Now, the self similarity should be measured from the selected attribute information. This self-similarity can be characterized and quantified with specific parameters for the persistence of statistical phenomena of network traffic. To calculate the self-similarity, we extract data at regular time intervals for the attributes, set them as samples, and calculate the mean and variance for these samples. Since the calculated self-similarity value is for the steady-state network traffic, it will have a relatively high self-similarity compared to a normal network or a network in which abnormal symptoms exist. Therefore, from this, an arbitrary threshold value for determining the presence or absence of abnormal symptoms is set.

In operation 320, the detection apparatus measures magnetic similarity in real time from the one or more attribute information in the network. That is, step 320 corresponds to a process of detecting abnormal symptoms in an actual network. At this time, the attribute information for measuring the self similarity will naturally be the attribute information selected in step 310. Observation and analysis of the same attribute information enables the comparison of the magnetic similarity measured in real time in the current network with the steady state magnetic similarity calculated in step 310.
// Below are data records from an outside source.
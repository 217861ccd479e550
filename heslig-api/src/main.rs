use std::net::SocketAddr;
use std::sync::Arc;

use meili::MeiliClient;
use tracing::info;
use tracing_subscriber::EnvFilter;

use crate::{
    app_state::AppState,
    config::{current_environment, read_config},
    domain::CounterStore,
    provider::MeiliProvider,
};

mod app_state;
mod config;
mod domain;
mod provider;
mod rate_limit;
mod router;
mod routes;
mod services;

#[tokio::main]
async fn main() -> anyhow::Result<()> {
    dotenvy::dotenv().ok();
    tracing_subscriber::fmt()
        .with_env_filter(
            EnvFilter::try_from_default_env().unwrap_or_else(|_| EnvFilter::new("info")),
        )
        .init();

    let config = read_config()?;
    let environment = current_environment();

    let client = MeiliClient::new(&config.meili.endpoint, config.meili.api_key.clone())?;
    let provider = Arc::new(MeiliProvider::new(client));

    let counters = CounterStore::load(config.stats.file.clone()).await?;
    let persist_task = counters.start_persist_task();

    let app_state = AppState::new(provider, counters.clone());
    let app = router::create(environment, app_state);

    let address = format!("{}:{}", config.application.host, config.application.port);
    let listener = tokio::net::TcpListener::bind(&address).await?;
    info!("Listening on {} ({})", address, environment);

    axum::serve(
        listener,
        app.into_make_service_with_connect_info::<SocketAddr>(),
    )
    .with_graceful_shutdown(shutdown_signal())
    .await?;

    // One last save, then the periodic task can go.
    persist_task.abort();
    counters.persist().await?;

    Ok(())
}

async fn shutdown_signal() {
    let ctrl_c = async {
        tokio::signal::ctrl_c()
            .await
            .expect("Failed to install ctrl-c handler");
    };

    #[cfg(unix)]
    let terminate = async {
        tokio::signal::unix::signal(tokio::signal::unix::SignalKind::terminate())
            .expect("Failed to install SIGTERM handler")
            .recv()
            .await;
    };

    #[cfg(not(unix))]
    let terminate = std::future::pending::<()>();

    tokio::select! {
        _ = ctrl_c => {},
        _ = terminate => {},
    }

    info!("Shutting down");
}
In operation 330, the detection apparatus compares the real-time self-similarity value measured in operation 320 with the threshold value set in operation 310 to determine whether the network is abnormal. In this case, the real-time self-similarity value is compared with the preset threshold, and as a result of the comparison, when the real-time self-similarity value is lower than the set threshold, it may be determined that there is an error in the network. In other words, if there is an illegal intrusion in the current network, the real-time self-similarity value is out of the range of the threshold value, and this can be regarded as an intrusion.

In the present embodiment, the detection apparatus includes at least one processor for performing a series of operations to be described above. Such a processor calculates an average and a variance from sample data extracted from various attribute information of a network or a system, and sets a threshold by calculating magnetic similarity from the calculation result. In addition, the processor compares the set threshold with the current self-similarity calculated in real time to determine whether the network is abnormal. Furthermore, the detection apparatus may further include a memory used as a space for the operation itself or temporary storage in the process of performing the series of operations by the processor described above. Of course, additional software code may be utilized to perform these operations via the processor and memory described above.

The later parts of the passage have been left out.